Monday, December 05, 2022

Custom vs written law

For a history book group I'm in we've been "reading" (I've been listening in the car) to Linda Coffey's The Gun, The Ship and The Pen: Warfare, Constitutions and the Making of the Modern World. Once more, a rather wooden reading of a book is dragging the book down, though I suspect it would have been hard even for Meryl Streep or Sarah Silverman to make this one fun.


Which is not to say that the book lacks merits. I would scarcely want to do that, as it was I who recommended the book to the group. Coffey looks at the history of constitutions around the world from the mid-18th century forward and how their institution is intimately bound up with getting subject peoples to accept conscription.

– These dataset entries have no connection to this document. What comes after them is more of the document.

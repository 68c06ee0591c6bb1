//! # Hearth
//!
//! A supervisor daemon for game servers.
//!
//! ## Overview
//!
//! Hearth starts a game server as a child process, reads its console output
//! and turns every line into typed events. Plugins listen to those events,
//! register chat and console commands, and drive the server through its
//! stdin.
//!
//! ## Architecture
//!
//! ```text
//! ┌──────────┐ lines ┌─────────┐      ┌────────────┐     ┌──────────────────────────┐
//! │  Server  │──────▶│ Reactor │─────▶│  Dispatch  │────▶│ Event Bus ─▶ listeners   │
//! │ process  │       │         │      │    task    │────▶│ Command Tree ─▶ commands │
//! └──────────┘       └─────────┘      └────────────┘     └──────────────────────────┘
//!      ▲                                    │                          │
//!      └────────── console input ───────────┴──── tellraw / execute ───┘
//! ```
//!
//! - **Runtime**: loads configuration, supervises the process, owns the tasks
//! - **Reactor**: classifies lines per server dialect (vanilla, bukkit, forge, ...)
//! - **Event Bus**: prioritized listeners with a watchdog
//! - **Command Tree**: literal and argument nodes with permission checks
//! - **Plugins**: lifecycle hooks, dependency ordering and exact teardown
//!
//! ## Quick Start
//!
//! ```rust,ignore
//! use hearth::prelude::*;
//!
//! #[derive(Default)]
//! struct Ping;
//!
//! #[async_trait]
//! impl Plugin for Ping {
//!     async fn on_load(&self, ctx: &PluginContext, _: Option<Arc<dyn Plugin>>) -> Result<(), BoxError> {
//!         ctx.register_command(CommandNode::literal("!!ping").runs(|c| async move {
//!             c.reply("pong");
//!             Ok(())
//!         }))?;
//!         Ok(())
//!     }
//! }
//!
//! hearth::export_plugin! {
//!     static PING: PluginDescriptor = define_plugin!(Ping { id: "ping" });
//! }
//!
//! #[tokio::main]
//! async fn main() -> anyhow::Result<()> {
//!     HearthRuntime::new().run().await?;
//!     Ok(())
//! }
//! ```
//!
//! ## Features
//!
//! - `toml-config`: read `hearth.toml` (default)
//! - `yaml-config`: read `hearth.yaml`
//! - `json-log`: JSON log format

pub use hearth_core as core;
pub use hearth_framework as framework;
pub use hearth_runtime as runtime;

pub use hearth_framework::{define_plugin, export_plugin};

/// Prelude module for convenient imports.
///
/// ```rust,ignore
/// use hearth::prelude::*;
/// ```
pub mod prelude {
    pub use std::sync::Arc;

    pub use async_trait::async_trait;

    // Runtime - main entry point
    pub use hearth_runtime::{HearthConfig, HearthRuntime};

    // Plugin system
    pub use hearth_framework::plugin::{Plugin, PluginContext, PluginDescriptor, PluginState};
    pub use hearth_framework::{ServerControl, ServerHandle, define_plugin};

    // Commands
    pub use hearth_framework::command::{CommandContext, CommandNode};

    // Events, infos and permissions
    pub use hearth_core::{
        BoxError, BoxedEvent, CommandSource, DispatchMode, Event, EventContext, EventKind, Info,
        LifecycleEvent, PermissionLevel, PlayerEvent, SourceKind,
    };
}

As she catalogs the effusion of constitutions everywhere and the enthusiasm with which scribblers of all sorts jotted them on napkins the world around, one thing that becomes clear, as if it ever weren't, is that having a constitution don't mean shit. The American constitution has been a relative success -- in that it hasn't been thrown out and replaced for a long time or wantonly trampled upon -- because people take it seriously and because it has reasonable mechanisms for change. More important than the law itself is people's attitude towards it, again, in some sense, being infused with the spirit of the law, a desire to do the right thing. Hence the eternal theme in westerns and cop shows that the guy with the gun who really wants the right thing to happen ends up being more right in the deepest sense than the pencil pushers back in city hall or the capital city who are cramping his style.

But in reality it's always a complex dance and fraught with tension.